La Réserve fédérale n’a pas de boîte à suggestions. Mais elle dispose de quelque chose de mieux : un marché de dérivés de plusieurs milliers de milliards de dollars qui indique aux décideurs exactement ce que les traders anticipent comme prochaine étape.
Les 29 et 30 juillet, Bloomberg a organisé une session en direct de questions-réponses intitulée « Que disent les traders à la Réserve fédérale ? » et la réponse, simplifiée, est la suivante : les traders parient que le cycle de hausse des taux est essentiellement terminé. Les participants au marché prévoient désormais moins d'une seule hausse de 25 points de base pour l'ensemble de l'année 2026, une nette assouplissement par rapport aux attentes au début de l'année.
L'effet Warsh sur les attentes du marché
Le changement dans la position des traders remonte à une variable clé : le président de la Réserve fédérale Kevin Warsh. Depuis qu'il a pris les rênes, Warsh a fait évoluer la stratégie de communication de la banque centrale loin de l'orientation anticipée traditionnelle, qui consiste à annoncer préalablement les décisions de taux, pour adopter un cadre entièrement dépendant des données.

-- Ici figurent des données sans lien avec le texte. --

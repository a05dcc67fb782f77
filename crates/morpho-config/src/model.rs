// SPDX-FileCopyrightText: 2026 Morpho Contributors
// SPDX-License-Identifier: MIT OR Apache-2.0

//! Configuration model structs for the Morpho face-swap bot.
//!
//! All structs use `#[serde(deny_unknown_fields)]` to reject unrecognized
//! config keys at startup, providing actionable error messages.

use serde::{Deserialize, Serialize};

/// Top-level Morpho configuration.
///
/// Loaded from TOML files following XDG hierarchy, with environment variable
/// overrides. All sections are optional and default to sensible values.
#[derive(Debug, Clone, Default, Deserialize, Serialize)]
#[serde(deny_unknown_fields)]
pub struct MorphoConfig {
    /// Bot identity and runtime settings.
    #[serde(default)]
    pub agent: AgentConfig,

    /// Telegram bot integration settings.
    #[serde(default)]
    pub telegram: TelegramConfig,

    /// Face-swap inference service settings.
    #[serde(default)]
    pub inference: InferenceConfig,

    /// Target-asset catalog settings.
    #[serde(default)]
    pub catalog: CatalogConfig,

    /// Storage backend settings.
    #[serde(default)]
    pub storage: StorageConfig,

    /// Quota and entitlement policy settings.
    #[serde(default)]
    pub quota: QuotaConfig,
}

/// Bot identity and runtime configuration.
#[derive(Debug, Clone, Deserialize, Serialize)]
#[serde(deny_unknown_fields)]
pub struct AgentConfig {
    /// Display name of the bot.
    #[serde(default = "default_agent_name")]
    pub name: String,

    /// Maximum number of swap requests in flight across all users.
    /// Protects the inference service from being overwhelmed.
    #[serde(default = "default_max_inflight")]
    pub max_inflight: usize,

    /// Logging level (trace, debug, info, warn, error).
    #[serde(default = "default_log_level")]
    pub log_level: String,
}

impl Default for AgentConfig {
    fn default() -> Self {
        Self {
            name: default_agent_name(),
            max_inflight: default_max_inflight(),
            log_level: default_log_level(),
        }
    }
}

fn default_agent_name() -> String {
    "morpho".to_string()
}

fn default_max_inflight() -> usize {
    8
}

fn default_log_level() -> String {
    "info".to_string()
}

/// Telegram bot integration configuration.
#[derive(Debug, Clone, Default, Deserialize, Serialize)]
#[serde(deny_unknown_fields)]
pub struct TelegramConfig {
    /// Telegram Bot API token. `None` disables the Telegram adapter.
    #[serde(default)]
    pub bot_token: Option<String>,
}

/// Face-swap inference service configuration.
#[derive(Debug, Clone, Deserialize, Serialize)]
#[serde(deny_unknown_fields)]
pub struct InferenceConfig {
    /// Base URL of the swap service.
    #[serde(default = "default_inference_base_url")]
    pub base_url: String,

    /// Per-request deadline in seconds. The inference call is the only
    /// long-blocking step in a request and must be bounded.
    #[serde(default = "default_inference_timeout_secs")]
    pub timeout_secs: u64,

    /// Internal retries on transient failures (429/5xx) before surfacing
    /// "try again later" to the user.
    #[serde(default = "default_inference_max_retries")]
    pub max_retries: u32,
}

impl Default for InferenceConfig {
    fn default() -> Self {
        Self {
            base_url: default_inference_base_url(),
            timeout_secs: default_inference_timeout_secs(),
            max_retries: default_inference_max_retries(),
        }
    }
}

fn default_inference_base_url() -> String {
    "http://127.0.0.1:8500".to_string()
}

fn default_inference_timeout_secs() -> u64 {
    20
}

fn default_inference_max_retries() -> u32 {
    1
}

/// Target-asset catalog configuration.
#[derive(Debug, Clone, Deserialize, Serialize)]
#[serde(deny_unknown_fields)]
pub struct CatalogConfig {
    /// Path to the catalog manifest (TOML).
    #[serde(default = "default_manifest_path")]
    pub manifest_path: String,

    /// Directory where premium users' uploaded target images are stored.
    #[serde(default = "default_custom_targets_dir")]
    pub custom_targets_dir: String,
}

impl Default for CatalogConfig {
    fn default() -> Self {
        Self {
            manifest_path: default_manifest_path(),
            custom_targets_dir: default_custom_targets_dir(),
        }
    }
}

fn default_manifest_path() -> String {
    "targets.toml".to_string()
}

fn default_custom_targets_dir() -> String {
    dirs::data_dir()
        .map(|p| p.join("morpho").join("custom_targets"))
        .unwrap_or_else(|| std::path::PathBuf::from("custom_targets"))
        .to_string_lossy()
        .into_owned()
}

/// Storage backend configuration.
#[derive(Debug, Clone, Deserialize, Serialize)]
#[serde(deny_unknown_fields)]
pub struct StorageConfig {
    /// Path to the SQLite database file.
    #[serde(default = "default_database_path")]
    pub database_path: String,

    /// Enable WAL (Write-Ahead Logging) mode for SQLite.
    #[serde(default = "default_wal_mode")]
    pub wal_mode: bool,
}

impl Default for StorageConfig {
    fn default() -> Self {
        Self {
            database_path: default_database_path(),
            wal_mode: default_wal_mode(),
        }
    }
}

fn default_database_path() -> String {
    dirs::data_dir()
        .map(|p| p.join("morpho").join("morpho.db"))
        .unwrap_or_else(|| std::path::PathBuf::from("morpho.db"))
        .to_string_lossy()
        .into_owned()
}

fn default_wal_mode() -> bool {
    true
}

/// Quota and entitlement policy configuration.
///
/// The premium ceiling and repeat-purchase behavior are policy knobs here,
/// not hard-coded logic.
#[derive(Debug, Clone, Deserialize, Serialize)]
#[serde(deny_unknown_fields)]
pub struct QuotaConfig {
    /// Swaps a fresh account starts with.
    #[serde(default = "default_starter_quota")]
    pub starter_quota: i64,

    /// Swaps added by each premium purchase (additive on repeat purchase).
    #[serde(default = "default_premium_bonus")]
    pub premium_bonus: i64,

    /// When set, premium accounts are quota-blocked at zero like free ones.
    /// `None` means premium accounts are never blocked (the counter still
    /// decrements, for reporting).
    #[serde(default)]
    pub premium_ceiling: Option<i64>,

    /// Maximum lifetime of a reservation in seconds before the watchdog
    /// force-releases it (protects against crashed workers).
    #[serde(default = "default_reservation_max_secs")]
    pub reservation_max_secs: u64,

    /// Interval between watchdog sweeps in seconds.
    #[serde(default = "default_watchdog_interval_secs")]
    pub watchdog_interval_secs: u64,
}

impl Default for QuotaConfig {
    fn default() -> Self {
        Self {
            starter_quota: default_starter_quota(),
            premium_bonus: default_premium_bonus(),
            premium_ceiling: None,
            reservation_max_secs: default_reservation_max_secs(),
            watchdog_interval_secs: default_watchdog_interval_secs(),
        }
    }
}

fn default_starter_quota() -> i64 {
    10
}

fn default_premium_bonus() -> i64 {
    100
}

fn default_reservation_max_secs() -> u64 {
    120
}

fn default_watchdog_interval_secs() -> u64 {
    30
}

#[cfg(test)]
mod tests {
    use super::*;

    #[test]
    fn default_config_has_expected_values() {
        let config = MorphoConfig::default();
        assert_eq!(config.agent.name, "morpho");
        assert_eq!(config.agent.max_inflight, 8);
        assert_eq!(config.agent.log_level, "info");
        assert!(config.telegram.bot_token.is_none());
        assert_eq!(config.inference.timeout_secs, 20);
        assert_eq!(config.inference.max_retries, 1);
        assert_eq!(config.quota.starter_quota, 10);
        assert_eq!(config.quota.premium_bonus, 100);
        assert!(config.quota.premium_ceiling.is_none());
        assert_eq!(config.quota.reservation_max_secs, 120);
        assert!(config.storage.wal_mode);
    }

    #[test]
    fn partial_toml_fills_defaults() {
        let toml_str = r#"
[telegram]
bot_token = "123:abc"

[quota]
starter_quota = 3
"#;
        let config: MorphoConfig = toml::from_str(toml_str).unwrap();
        assert_eq!(config.telegram.bot_token.as_deref(), Some("123:abc"));
        assert_eq!(config.quota.starter_quota, 3);
        // Untouched sections keep their defaults.
        assert_eq!(config.quota.premium_bonus, 100);
        assert_eq!(config.agent.name, "morpho");
    }

    #[test]
    fn unknown_key_is_rejected() {
        let toml_str = r#"
[agent]
naem = "typo"
"#;
        assert!(toml::from_str::<MorphoConfig>(toml_str).is_err());
    }

    #[test]
    fn premium_ceiling_deserializes_when_set() {
        let toml_str = r#"
[quota]
premium_ceiling = 500
"#;
        let config: MorphoConfig = toml::from_str(toml_str).unwrap();
        assert_eq!(config.quota.premium_ceiling, Some(500));
    }
}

Ce changement a obligé les traders à réajuster leur position sur les marchés des obligations et des dérivés. Au lieu de s'appuyer sur un dot plot ou une déclaration soigneusement formulée sur le « chemin de la politique », les participants analysent désormais chaque publication du CPI, chaque lecture du PCE et chaque révision du PIB comme s'il s'agissait du dernier épisode d'une série TV de prestige.
Le résultat a été une réévaluation significative sur les marchés du revenu fixe. Avec le taux des fonds fédéraux à 3,50 % - 3,75 % à la fin juillet 2026, le marché indique essentiellement à la Réserve fédérale que la politique actuelle est suffisamment restrictive.
La dépendance aux données signifie plus de volatilité, pas moins
Il y a une ironie intégrée à l’approche de Walsh que les traders continuent d’appréhender. En éliminant les orientations futures, la Réserve fédérale a théoriquement réduit une source d’incertitude : l’écart entre ce que la banque centrale déclare qu’elle fera et ce qu’elle fait réellement. Mais elle en a introduit une autre : chaque publication de données a désormais le potentiel de faire bouger les marchés.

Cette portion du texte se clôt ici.